Great and Holy Friday

I tell you the truth, today you will be with me in paradise
Luke 23: 43.

As we think and meditate on the multiple events of this day, the question arises, "Now why did Jesus do this?" What in the world did He have to gain by promising this desperado a place of honor at the eternal banquet table? What in the world could this chiseling quisling ever offer in return? Absolutely nothing!

And that is precisely the point. The love of our heavenly Father, the love of Jesus Christ crucified does not depend on what we do for him because there is nothing good or great enough that we can do for him. In the eyes of our Saviour we have value simply because we respond to his first shown love and seriously and sincerely live up to his expectations for our gifted and blessed life. Simply because God created us means we have value in his sight. We do not have to look nice, or perform well. Our value is inborn. We simply have to live like we believe in what He teaches; we have to keep alive the gift of faith which is instilled in us at our baptism. We have to remain faithful to the grace He imparts in our daily living.

We have to daily recall and remind ourselves we are destined for glory because we are made in the image of God. Through sin we lost the living likeness to God, but can regain it by fidelity to the cause of the Saviour since He came among us to show us the way. The repentant thief on the cross immediately recognizes his own besmirched dignity in the contrasting activity and behavior of the Lord on the cross beside him. Caught up as we are so many times in the fallen and depraved activity of the world around us, we forget our own dignity. So we must remember our value in the sight of our Creator the next time we are left bobbing in the wake of someone's steamboat of ambition. We must remember the words of the Lord and the assurances given the repentant thief the next time a trickster tries to hang a bargain basement price tag on our self-worth. The next time someone of the world tries to pass you off as a cheap buy, just think about the Lord's response to the sincere but nevertheless worldly thief and think how our Lord honors him and us.

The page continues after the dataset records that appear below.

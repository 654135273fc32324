use std::sync::atomic::{AtomicU64, Ordering};

use axum::body::{to_bytes, Body};
use axum::extract::MatchedPath;
use axum::http::Request;
use axum::middleware::Next;
use axum::response::Response;

static LOG_COUNTER: AtomicU64 = AtomicU64::new(1);

const BODY_READ_LIMIT_BYTES: usize = 1_048_576;
const SHORT_BODY_MAX_CHARS: usize = 160;
const REDACTED_BODY: &str = "<redacted>";

pub async fn log_request(request: Request<Body>, next: Next) -> Response {
    let method = request.method().as_str().to_string();
    let route = request.extensions().get::<MatchedPath>().map_or_else(
        || request.uri().path().to_string(),
        |matched_path| matched_path.as_str().to_string(),
    );

    let (parts, body) = request.into_parts();
    let (body_bytes, short_body) = match to_bytes(body, BODY_READ_LIMIT_BYTES).await {
        Ok(bytes) => {
            let shortened = if redacts_body(&method, &route) && !bytes.is_empty() {
                REDACTED_BODY.to_string()
            } else {
                shorten_request_body(&String::from_utf8_lossy(&bytes))
            };
            (bytes, shortened)
        }
        Err(_) => (
            axum::body::Bytes::new(),
            "<request-body-unavailable>".to_string(),
        ),
    };

    let handler = handler_name(&method, &route);
    let log_number = LOG_COUNTER.fetch_add(1, Ordering::Relaxed);
    tracing::info!(
        seq = log_number,
        handler,
        method = %method,
        route = %route,
        body = %short_body,
        "request"
    );

    let request = Request::from_parts(parts, Body::from(body_bytes));
    next.run(request).await
}

fn redacts_body(method: &str, route: &str) -> bool {
    method == "POST" && route == "/api/user/email"
}

fn shorten_request_body(raw_body: &str) -> String {
    if raw_body.is_empty() {
        return "-".to_string();
    }

    let single_line = raw_body
        .replace(['\r', '\n', '\t'], " ")
        .split_whitespace()
        .collect::<Vec<_>>()
        .join(" ");

    if single_line.chars().count() <= SHORT_BODY_MAX_CHARS {
        return single_line;
    }

    let mut shortened = single_line
        .chars()
        .take(SHORT_BODY_MAX_CHARS)
        .collect::<String>();
    shortened.push_str("...");
    shortened
}

fn handler_name(method: &str, route: &str) -> &'static str {
    match (method, route) {
        ("GET", "/api/auth/github/start") => "oauth.github_start",
        ("GET", "/api/auth/github/callback") => "oauth.github_callback",
        ("POST", "/api/auth/logout") => "auth.auth_logout",
        ("GET", "/api/auth/session") => "auth.auth_session",
        ("POST", "/api/user/email") => "users.set_email",
        ("GET", "/api/repositories") => "repositories.list_repositories",
        ("PUT", "/api/projects/:id/progress") => "projects.update_progress",
        ("POST", "/api/projects/:id/reminder/toggle") => "projects.toggle_reminder",
        ("GET" | "POST", "/api/reminder/send-email") => "reminders.send_reminder_emails",
        _ => "unknown.unknown_handler",
    }
}
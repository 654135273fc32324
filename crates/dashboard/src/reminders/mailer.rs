use std::fmt;
use std::time::Duration;

use anyhow::Context;
use async_trait::async_trait;
use http::header::{AUTHORIZATION, CONTENT_TYPE};
use serde::{Deserialize, Serialize};
use thiserror::Error;

use crate::config::DashboardConfig;

const REQUEST_TIMEOUT_SECONDS: u64 = 20;

#[derive(Debug, Clone, PartialEq, Eq, Serialize)]
pub struct OutgoingEmail {
    pub from: String,
    pub to: Vec<String>,
    pub subject: String,
    pub html: String,
}

#[derive(Debug, Error)]
pub enum MailError {
    #[error("mail delivery is not configured")]
    NotConfigured,

    #[error("mail provider unreachable: {0}")]
    Transport(String),

    #[error("mail provider rejected the message ({status}): {body}")]
    Rejected { status: u16, body: String },

    #[error("invalid response from mail provider: {0}")]
    Decode(String),
}

/// Delivers one rendered email and returns the provider's message id.
#[async_trait]
pub trait Mailer: Send + Sync {
    async fn send(&self, email: &OutgoingEmail) -> Result<String, MailError>;
}

#[derive(Debug, Deserialize)]
struct ResendSendResponse {
    id: String,
}

/// Resend HTTP API client.
#[derive(Clone)]
pub struct ResendMailer {
    http: reqwest::Client,
    api_base_url: String,
    api_key: Option<String>,
}

impl fmt::Debug for ResendMailer {
    fn fmt(&self, formatter: &mut fmt::Formatter<'_>) -> fmt::Result {
        formatter
            .debug_struct("ResendMailer")
            .field("api_base_url", &self.api_base_url)
            .field("api_key", &self.api_key.as_ref().map(|_| "***"))
            .finish_non_exhaustive()
    }
}

impl ResendMailer {
    /// # Errors
    /// Returns an error if the HTTP client cannot be built.
    pub fn new(api_base_url: &str, api_key: Option<String>) -> anyhow::Result<Self> {
        let http = reqwest::Client::builder()
            .timeout(Duration::from_secs(REQUEST_TIMEOUT_SECONDS))
            .build()
            .context("failed to build Resend HTTP client")?;

        Ok(Self {
            http,
            api_base_url: api_base_url.trim_end_matches('/').to_string(),
            api_key,
        })
    }

    /// # Errors
    /// Returns an error if the HTTP client cannot be built.
    pub fn from_config(config: &DashboardConfig) -> anyhow::Result<Self> {
        let mailer = Self::new(&config.resend_api_base_url(), config.resend_api_key())?;
        if mailer.api_key.is_none() {
            tracing::warn!("no Resend API key configured; reminder emails will fail");
        }
        Ok(mailer)
    }
}

#[async_trait]
impl Mailer for ResendMailer {
    async fn send(&self, email: &OutgoingEmail) -> Result<String, MailError> {
        let Some(api_key) = self.api_key.as_deref() else {
            return Err(MailError::NotConfigured);
        };

        let body =
            serde_json::to_vec(email).map_err(|error| MailError::Decode(error.to_string()))?;

        let response = self
            .http
            .post(format!("{}/emails", self.api_base_url))
            .header(AUTHORIZATION, format!("Bearer {api_key}"))
            .header(CONTENT_TYPE, "application/json")
            .body(body)
            .send()
            .await
            .map_err(|error| MailError::Transport(error.to_string()))?;

        let status = response.status();
        if !status.is_success() {
            let body = response.text().await.unwrap_or_default();
            return Err(MailError::Rejected {
                status: status.as_u16(),
                body,
            });
        }

        let sent = response
            .json::<ResendSendResponse>()
            .await
            .map_err(|error| MailError::Decode(error.to_string()))?;

        Ok(sent.id)
    }
}
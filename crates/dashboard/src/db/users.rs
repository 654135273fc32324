use anyhow::Result;

use super::{DbClient, NewUser, UserRecord};

#[allow(clippy::missing_errors_doc)]
impl DbClient {
    /// Creates the user on first sign-in; later sign-ins refresh the GitHub profile
    /// fields and leave the collected email alone.
    pub async fn upsert_user(&self, user: &NewUser) -> Result<()> {
        sqlx::query(
            "INSERT INTO users (github_login, github_user_id, display_name) VALUES (?1, ?2, ?3) ON CONFLICT(github_login) DO UPDATE SET github_user_id = excluded.github_user_id, display_name = excluded.display_name, updated_at = CURRENT_TIMESTAMP",
        )
        .bind(&user.github_login)
        .bind(user.github_user_id)
        .bind(user.display_name.as_deref())
        .execute(&self.pool)
        .await?;

        Ok(())
    }

    pub async fn find_user(&self, github_login: &str) -> Result<Option<UserRecord>> {
        let row = sqlx::query_as::<_, (String, Option<i64>, Option<String>, Option<String>)>(
            "SELECT github_login, github_user_id, display_name, email FROM users WHERE github_login = ?1",
        )
        .bind(github_login)
        .fetch_optional(&self.pool)
        .await?;

        Ok(row.map(
            |(github_login, github_user_id, display_name, email)| UserRecord {
                github_login,
                github_user_id,
                display_name,
                email,
            },
        ))
    }

    /// Returns `false` when no user with that login exists.
    pub async fn set_user_email(&self, github_login: &str, email: &str) -> Result<bool> {
        let result = sqlx::query(
            "UPDATE users SET email = ?2, updated_at = CURRENT_TIMESTAMP WHERE github_login = ?1",
        )
        .bind(github_login)
        .bind(email)
        .execute(&self.pool)
        .await?;

        Ok(result.rows_affected() > 0)
    }
}
use axum::extract::State;
use axum::http::StatusCode;
use axum::Json;
use regex::Regex;
use tower_sessions::Session;

use super::api_types::EmailRequest;
use super::auth::require_login;
use super::AppState;

const MAX_EMAIL_LENGTH: usize = 254;

pub(super) async fn set_email(
    State(state): State<AppState>,
    session: Session,
    Json(payload): Json<EmailRequest>,
) -> Result<StatusCode, (StatusCode, String)> {
    let github_login = require_login(&session).await?;

    let email = payload
        .email
        .as_deref()
        .map(str::trim)
        .filter(|email| !email.is_empty())
        .ok_or((StatusCode::BAD_REQUEST, "Email is required".to_string()))?;

    validate_email(email).map_err(|message| (StatusCode::BAD_REQUEST, message))?;

    let updated = state
        .db
        .set_user_email(&github_login, email)
        .await
        .map_err(|error| {
            (
                StatusCode::INTERNAL_SERVER_ERROR,
                format!("Failed to save email: {error}"),
            )
        })?;

    if !updated {
        return Err((StatusCode::UNAUTHORIZED, "Unknown user".to_string()));
    }

    tracing::info!(login = %github_login, "contact email collected");
    Ok(StatusCode::OK)
}

fn validate_email(email: &str) -> Result<(), String> {
    let regex = Regex::new(r"^[^\s@]+@[^\s@]+\.[^\s@]+$")
        .map_err(|error| format!("invalid email validator: {error}"))?;

    if email.len() > MAX_EMAIL_LENGTH || !regex.is_match(email) {
        return Err("Email address is not valid".to_string());
    }

    Ok(())
}
use std::fmt;
use std::time::Duration;

use anyhow::{Context, Result};
use async_trait::async_trait;
use chrono::Utc;
use http::header::{ACCEPT, AUTHORIZATION};
use serde::de::DeserializeOwned;

use super::types::{GitHubRepoApiItem, GitHubRepoDetails, GitHubUserResponse};
use super::{RemoteError, RemoteListing, RepositoryActivity, RepositoryFetcher};

const USER_AGENT: &str = "job-not-finished";
const API_VERSION: &str = "2022-11-28";
const PAGE_SIZE: usize = 100;
const MAX_PAGES: u32 = 10;
const REQUEST_TIMEOUT_SECONDS: u64 = 20;

#[derive(Clone)]
pub struct GitHubClient {
    http: reqwest::Client,
    api_base_url: String,
    token: Option<String>,
}

impl fmt::Debug for GitHubClient {
    fn fmt(&self, formatter: &mut fmt::Formatter<'_>) -> fmt::Result {
        formatter
            .debug_struct("GitHubClient")
            .field("api_base_url", &self.api_base_url)
            .field("token", &self.token.as_ref().map(|_| "***"))
            .finish_non_exhaustive()
    }
}

impl GitHubClient {
    /// # Errors
    /// Returns an error if the HTTP client cannot be built.
    pub fn new(api_base_url: &str, token: Option<String>) -> Result<Self> {
        let http = reqwest::Client::builder()
            .user_agent(USER_AGENT)
            .timeout(Duration::from_secs(REQUEST_TIMEOUT_SECONDS))
            .build()
            .context("failed to build GitHub HTTP client")?;

        Ok(Self {
            http,
            api_base_url: api_base_url.trim_end_matches('/').to_string(),
            token,
        })
    }

    #[must_use]
    pub fn from_config(config: &crate::config::DashboardConfig) -> Option<Self> {
        match Self::new(&config.github_api_base_url(), config.github_api_token()) {
            Ok(client) => Some(client),
            Err(error) => {
                tracing::error!(error = %error, "GitHub client unavailable");
                None
            }
        }
    }

    async fn get_json<T: DeserializeOwned>(&self, url: &str) -> Result<T, RemoteError> {
        let mut request = self
            .http
            .get(url)
            .header(ACCEPT, "application/vnd.github+json")
            .header("X-GitHub-Api-Version", API_VERSION);

        if let Some(token) = self.token.as_deref() {
            request = request.header(AUTHORIZATION, format!("Bearer {token}"));
        }

        let response = request.send().await?;
        let status = response.status();
        if !status.is_success() {
            return Err(RemoteError::Status {
                status: status.as_u16(),
                url: url.to_string(),
            });
        }

        Ok(response.json::<T>().await?)
    }
}

#[async_trait]
impl RepositoryFetcher for GitHubClient {
    async fn fetch_repositories(&self, username: &str) -> Result<RemoteListing, RemoteError> {
        let encoded_username = urlencoding::encode(username);
        let profile = self
            .get_json::<GitHubUserResponse>(&format!(
                "{}/users/{encoded_username}",
                self.api_base_url
            ))
            .await?;

        let fetched_at = Utc::now();
        let mut items = Vec::new();
        for page in 1..=MAX_PAGES {
            let batch = self
                .get_json::<Vec<GitHubRepoApiItem>>(&format!(
                    "{}/users/{encoded_username}/repos?per_page={PAGE_SIZE}&page={page}",
                    self.api_base_url
                ))
                .await?;

            let batch_len = batch.len();
            items.extend(batch.into_iter().map(|item| item.into_summary(fetched_at)));

            if batch_len < PAGE_SIZE {
                break;
            }
            if page == MAX_PAGES {
                tracing::warn!(
                    username,
                    fetched = items.len(),
                    "repository listing truncated at page limit"
                );
            }
        }

        let total_count = profile
            .public_repos
            .unwrap_or_else(|| u64::try_from(items.len()).unwrap_or(u64::MAX));

        tracing::debug!(username, total_count, fetched = items.len(), "fetched repositories");
        Ok(RemoteListing { total_count, items })
    }

    async fn fetch_activity(
        &self,
        owner: &str,
        repo: &str,
    ) -> Result<RepositoryActivity, RemoteError> {
        let details = self
            .get_json::<GitHubRepoDetails>(&format!(
                "{}/repos/{}/{}",
                self.api_base_url,
                urlencoding::encode(owner),
                urlencoding::encode(repo)
            ))
            .await?;

        Ok(details.into())
    }
}
use axum::extract::State;
use axum::http::StatusCode;
use axum::Json;
use tower_sessions::Session;

use super::api_types::SessionResponse;
use super::AppState;

pub(super) const SESSION_LOGIN_KEY: &str = "github_login";

pub(super) async fn auth_session(
    State(state): State<AppState>,
    session: Session,
) -> Result<Json<SessionResponse>, StatusCode> {
    let Some(github_login) = session_login(&session).await? else {
        return Ok(Json(SessionResponse {
            authenticated: false,
            github_login: None,
            email_collected: false,
        }));
    };

    let email_collected = state
        .db
        .find_user(&github_login)
        .await
        .map_err(|_| StatusCode::INTERNAL_SERVER_ERROR)?
        .is_some_and(|user| user.has_email());

    Ok(Json(SessionResponse {
        authenticated: true,
        github_login: Some(github_login),
        email_collected,
    }))
}

pub(super) async fn auth_logout(session: Session) -> Result<StatusCode, StatusCode> {
    session
        .flush()
        .await
        .map_err(|_| StatusCode::INTERNAL_SERVER_ERROR)?;

    Ok(StatusCode::NO_CONTENT)
}

async fn session_login(session: &Session) -> Result<Option<String>, StatusCode> {
    session
        .get::<String>(SESSION_LOGIN_KEY)
        .await
        .map_err(|_| StatusCode::INTERNAL_SERVER_ERROR)
}

pub(super) async fn current_login(session: &Session) -> Result<String, StatusCode> {
    session_login(session)
        .await?
        .filter(|login| !login.trim().is_empty())
        .ok_or(StatusCode::UNAUTHORIZED)
}

pub(super) async fn require_login(session: &Session) -> Result<String, (StatusCode, String)> {
    current_login(session).await.map_err(|status| {
        let message = if status == StatusCode::UNAUTHORIZED {
            "Authentication required"
        } else {
            "Session unavailable"
        };
        (status, message.to_string())
    })
}
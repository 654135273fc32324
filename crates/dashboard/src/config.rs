use std::fs;
use std::path::Path;
use std::time::Duration;

use anyhow::{Context, Result};
use serde::Deserialize;

const DEFAULT_CONFIG_PATH: &str = "/opt/job-not-finished/config.json";

const DEFAULT_DB_PATH: &str = "/opt/job-not-finished/data/jnf.db";
const DEFAULT_BIND_ADDRESS: &str = "0.0.0.0:3000";
const DEFAULT_PUBLIC_BASE_URL: &str = "http://localhost:3000";

const DEFAULT_GITHUB_API_BASE_URL: &str = "https://api.github.com";
const DEFAULT_GITHUB_OAUTH_BASE_URL: &str = "https://github.com";

const DEFAULT_RESEND_API_BASE_URL: &str = "https://api.resend.com";
const DEFAULT_MAIL_FROM_ADDRESS: &str = "Job Not Finished <noreply@job-not-finished.local>";

const DEFAULT_REMINDER_INTERVAL_HOURS: u64 = 7 * 24;
const MAX_REMINDER_INTERVAL_HOURS: u64 = 365 * 24;

#[derive(Clone, Debug, Default, Deserialize)]
#[serde(default)]
pub struct DashboardConfig {
    pub database_path: Option<String>,
    pub bind_address: Option<String>,
    pub public_base_url: Option<String>,
    pub github: GitHubConfig,
    pub mail: MailConfig,
    pub reminders: ReminderConfig,
}

#[derive(Clone, Debug, Default, Deserialize)]
#[serde(default)]
pub struct GitHubConfig {
    pub client_id: Option<String>,
    pub client_secret: Option<String>,
    pub api_token: Option<String>,
    pub api_base_url: Option<String>,
    pub oauth_base_url: Option<String>,
}

#[derive(Clone, Debug, Default, Deserialize)]
#[serde(default)]
pub struct MailConfig {
    pub resend_api_key: Option<String>,
    pub api_base_url: Option<String>,
    pub from_address: Option<String>,
}

#[derive(Clone, Debug, Default, Deserialize)]
#[serde(default)]
pub struct ReminderConfig {
    pub enabled: Option<bool>,
    pub interval_hours: Option<u64>,
    pub cron_secret: Option<String>,
}

impl DashboardConfig {
    /// Loads the config file named by `JNF_CONFIG_PATH`, falling back to defaults when absent.
    ///
    /// # Errors
    ///
    /// This function will return an error if the config file exists but cannot be read or parsed
    pub fn load() -> Result<Self> {
        let config_path = std::env::var("JNF_CONFIG_PATH")
            .ok()
            .filter(|value| !value.trim().is_empty())
            .unwrap_or_else(|| DEFAULT_CONFIG_PATH.to_string());

        let path = Path::new(&config_path);
        if !path.exists() {
            return Ok(Self::default());
        }

        let raw = fs::read_to_string(path)
            .with_context(|| format!("Failed to read config file: {config_path}"))?;

        let config = serde_json::from_str::<Self>(&raw)
            .with_context(|| format!("Failed to parse config JSON: {config_path}"))?;

        Ok(config)
    }

    #[must_use]
    pub fn database_path(&self) -> String {
        self.database_path
            .as_deref()
            .unwrap_or(DEFAULT_DB_PATH)
            .trim()
            .to_string()
    }

    #[must_use]
    pub fn bind_address(&self) -> String {
        self.bind_address
            .as_deref()
            .unwrap_or(DEFAULT_BIND_ADDRESS)
            .trim()
            .to_string()
    }

    #[must_use]
    pub fn public_base_url(&self) -> String {
        non_empty_or_env(self.public_base_url.as_deref(), "JNF_PUBLIC_BASE_URL")
            .map(|value| value.trim_end_matches('/').to_string())
            .unwrap_or_else(|| DEFAULT_PUBLIC_BASE_URL.to_string())
    }

    #[must_use]
    pub fn github_client_id(&self) -> Option<String> {
        non_empty_or_env(self.github.client_id.as_deref(), "JNF_GITHUB_CLIENT_ID")
    }

    #[must_use]
    pub fn github_client_secret(&self) -> Option<String> {
        non_empty_or_env(
            self.github.client_secret.as_deref(),
            "JNF_GITHUB_CLIENT_SECRET",
        )
    }

    #[must_use]
    pub fn github_api_token(&self) -> Option<String> {
        non_empty_or_env(self.github.api_token.as_deref(), "JNF_GITHUB_TOKEN")
    }

    #[must_use]
    pub fn github_api_base_url(&self) -> String {
        base_url_or_default(
            self.github.api_base_url.as_deref(),
            DEFAULT_GITHUB_API_BASE_URL,
        )
    }

    #[must_use]
    pub fn github_oauth_base_url(&self) -> String {
        base_url_or_default(
            self.github.oauth_base_url.as_deref(),
            DEFAULT_GITHUB_OAUTH_BASE_URL,
        )
    }

    #[must_use]
    pub fn resend_api_key(&self) -> Option<String> {
        non_empty_or_env(self.mail.resend_api_key.as_deref(), "JNF_RESEND_API_KEY")
    }

    #[must_use]
    pub fn resend_api_base_url(&self) -> String {
        base_url_or_default(
            self.mail.api_base_url.as_deref(),
            DEFAULT_RESEND_API_BASE_URL,
        )
    }

    #[must_use]
    pub fn mail_from_address(&self) -> String {
        self.mail
            .from_address
            .as_deref()
            .map(str::trim)
            .filter(|value| !value.is_empty())
            .unwrap_or(DEFAULT_MAIL_FROM_ADDRESS)
            .to_string()
    }

    #[must_use]
    pub fn reminders_enabled(&self) -> bool {
        self.reminders.enabled.unwrap_or(false)
            || std::env::var("JNF_REMINDERS_ENABLED")
                .ok()
                .is_some_and(|value| {
                    value.trim().eq_ignore_ascii_case("true") || value.trim() == "1"
                })
    }

    #[must_use]
    pub fn reminder_interval(&self) -> Duration {
        let hours = self
            .reminders
            .interval_hours
            .filter(|hours| *hours > 0)
            .unwrap_or(DEFAULT_REMINDER_INTERVAL_HOURS)
            .min(MAX_REMINDER_INTERVAL_HOURS);
        Duration::from_secs(hours * 60 * 60)
    }

    #[must_use]
    pub fn cron_secret(&self) -> Option<String> {
        non_empty_or_env(self.reminders.cron_secret.as_deref(), "JNF_CRON_SECRET")
    }
}

fn non_empty_or_env(value: Option<&str>, env_key: &str) -> Option<String> {
    value
        .map(ToString::to_string)
        .or_else(|| std::env::var(env_key).ok())
        .map(|value| value.trim().to_string())
        .filter(|value| !value.is_empty())
}

fn base_url_or_default(value: Option<&str>, default: &str) -> String {
    value
        .map(str::trim)
        .filter(|value| !value.is_empty())
        .unwrap_or(default)
        .trim_end_matches('/')
        .to_string()
}
//! Repository reconciliation.
//!
//! Merges the remote repository list for one owner with the locally stored
//! annotations. Unknown repositories get a fresh record (`progress = 0`,
//! reminder off); known ones keep whatever the owner set. Records are never
//! deleted or overwritten here, and only rows belonging to the given owner
//! are read or written.

use std::collections::{HashMap, HashSet};

use chrono::{DateTime, Utc};
use serde::Serialize;
use thiserror::Error;

use crate::db::ProjectRecord;
use crate::github::{RemoteListing, RemoteRepositorySummary, RepositoryFetcher};
use crate::store::ProjectStore;

/// A remote repository with the owner's annotations attached.
#[derive(Debug, Clone, PartialEq, Eq, Serialize)]
pub struct ReconciledRepository {
    pub id: i64,
    pub name: String,
    pub description: Option<String>,
    pub language: Option<String>,
    pub star_count: u32,
    pub fork_count: u32,
    pub updated_at: DateTime<Utc>,
    pub url: String,
    pub is_fork: bool,
    pub progress: u8,
    pub reminder_enabled: bool,
}

#[derive(Debug, Clone, Default, PartialEq, Eq, Serialize)]
pub struct Reconciliation {
    pub total_count: u64,
    pub items: Vec<ReconciledRepository>,
    /// Set when the remote fetch failed and an empty listing was substituted.
    pub remote_unavailable: bool,
}

#[derive(Debug, Clone, Copy, PartialEq, Eq, Serialize)]
#[serde(rename_all = "snake_case")]
pub enum EmptyState {
    NoRepositories,
    RemoteUnavailable,
}

impl Reconciliation {
    fn degraded() -> Self {
        Self {
            total_count: 0,
            items: Vec::new(),
            remote_unavailable: true,
        }
    }

    #[must_use]
    pub fn empty_state(&self) -> Option<EmptyState> {
        if !self.items.is_empty() {
            return None;
        }

        if self.remote_unavailable {
            Some(EmptyState::RemoteUnavailable)
        } else {
            Some(EmptyState::NoRepositories)
        }
    }
}

#[derive(Debug, Error)]
pub enum ReconcileError {
    #[error("owner username must not be empty")]
    EmptyOwner,

    #[error("could not load projects for {owner}: {cause:#}")]
    StoreRead { owner: String, cause: anyhow::Error },

    #[error("could not save new projects for {owner}: {cause:#}")]
    StoreWrite { owner: String, cause: anyhow::Error },
}

/// Remote wins for descriptive fields; the stored record wins for annotations.
#[must_use]
pub fn merge(
    remote: RemoteRepositorySummary,
    record: Option<&ProjectRecord>,
) -> ReconciledRepository {
    let (progress, reminder_enabled) =
        record.map_or((0, false), |record| (record.progress, record.reminder_enabled));

    ReconciledRepository {
        id: remote.id,
        name: remote.name,
        description: remote.description,
        language: remote.language,
        star_count: remote.star_count,
        fork_count: remote.fork_count,
        updated_at: remote.updated_at,
        url: remote.url,
        is_fork: remote.is_fork,
        progress,
        reminder_enabled,
    }
}

/// Fetches, diffs against the owner's stored projects, creates the missing
/// ones and returns the merged list in remote order.
///
/// # Errors
///
/// Fails only on store problems. A failed remote fetch yields an empty,
/// `remote_unavailable` result and touches nothing in the store.
pub async fn reconcile(
    fetcher: &dyn RepositoryFetcher,
    store: &dyn ProjectStore,
    owner: &str,
) -> Result<Reconciliation, ReconcileError> {
    let owner = owner.trim();
    if owner.is_empty() {
        return Err(ReconcileError::EmptyOwner);
    }

    let RemoteListing { total_count, items } = match fetcher.fetch_repositories(owner).await {
        Ok(listing) => listing,
        Err(error) => {
            tracing::warn!(owner, error = %error, "remote fetch failed, showing empty list");
            return Ok(Reconciliation::degraded());
        }
    };

    let existing = store
        .find_all_projects_by_owner(owner)
        .await
        .map_err(|cause| ReconcileError::StoreRead {
            owner: owner.to_string(),
            cause,
        })?;

    let known = existing
        .into_iter()
        .map(|record| (record.id.clone(), record))
        .collect::<HashMap<_, _>>();

    let mut queued = HashSet::new();
    let new_records = items
        .iter()
        .filter(|remote| {
            let id = remote.id.to_string();
            !known.contains_key(&id) && queued.insert(id)
        })
        .map(|remote| ProjectRecord::untracked(owner, remote))
        .collect::<Vec<_>>();

    if !new_records.is_empty() {
        let inserted = store
            .create_projects_if_absent(&new_records)
            .await
            .map_err(|cause| ReconcileError::StoreWrite {
                owner: owner.to_string(),
                cause,
            })?;

        tracing::info!(
            owner,
            new = new_records.len(),
            inserted,
            "created project records for new repositories"
        );
    }

    let items = items
        .into_iter()
        .map(|remote| {
            let record = known.get(&remote.id.to_string());
            merge(remote, record)
        })
        .collect();

    Ok(Reconciliation {
        total_count,
        items,
        remote_unavailable: false,
    })
}

#[cfg(test)]
mod tests;
pub mod config;
pub mod dashboard;
pub mod db;
pub mod github;
pub mod reconcile;
pub mod reminders;
pub mod roast;
mod request_logging;
pub mod server;
pub mod store;
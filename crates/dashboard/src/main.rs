use anyhow::Result;
use chrono::Utc;
use clap::{Parser, Subcommand};
use tracing_subscriber::EnvFilter;

use dashboard::config::DashboardConfig;
use dashboard::server::{self, Services};

#[derive(Debug, Parser)]
#[command(name = "dashboard")]
#[command(about = "Job Not Finished: unfinished GitHub projects, tracked and roasted")]
struct Cli {
    #[command(subcommand)]
    command: Option<Command>,
}

#[derive(Debug, Subcommand)]
enum Command {
    /// Run the HTTP server (default).
    Serve,
    /// Send the reminder emails once and print the summary as JSON.
    SendReminders,
}

#[tokio::main]
async fn main() -> Result<()> {
    let env_filter = EnvFilter::try_from_default_env()
        .unwrap_or_else(|_| EnvFilter::new("dashboard=info,tower_http=warn"));
    tracing_subscriber::fmt()
        .with_env_filter(env_filter)
        .with_target(false)
        .init();

    let cli = Cli::parse();
    let config = DashboardConfig::load()?;

    match cli.command.unwrap_or(Command::Serve) {
        Command::Serve => server::run(&config).await,
        Command::SendReminders => {
            let services = Services::from_config(&config).await?;
            let summary = services.runner.run(Utc::now()).await?;
            println!("{}", serde_json::to_string_pretty(&summary)?);
            Ok(())
        }
    }
}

We can smile with seriousness because we now know what follows crucifixion for the sake of the Lord. We are being taught what occurs after faithfully carrying our inevitable cross in life. Paradise makes us a vital participant if we walk the path of Christ. It is fellowship with those who are faithful to our God and with those who believe, who persevere, who have held "...fast the beginning of our assurance firm until the end" Hebrews 3: 14.

The second statement our Lord makes from the cross is a promise of paradise to the malefactor being crucified with him. "And he said to him, `Truly, I say to you, today you shall be with me in paradise"' Luke 23: 43.

All suffering has to end. All sinning must be concluded. Repentance is the time and moment for reality to start. And the thief grasps it and holds it dear. To those who follow the Lord in faith response, separation from life in sin has a beginning and has an end. It will not go on forever. The end of every faithful believer is paradise and paradise is where our God is and paradise is where our God wants us to be. It was to reopen the doors to paradise that our Lord sacrifices his own life on the cross to unite us with him in common destiny. The thief, all his life did as he wished, went his own way, pursuing his own pleasure, without benefit of any inspired instruction or teaching. He had his fill of destructive behavior. He was overwhelmed by the weight of sin. In ending on the cross for what he finally judges to be "We deserved it after all. We are only paying the price for what we have done; but this man has done nothing wrong" Luke 23: 40, 41.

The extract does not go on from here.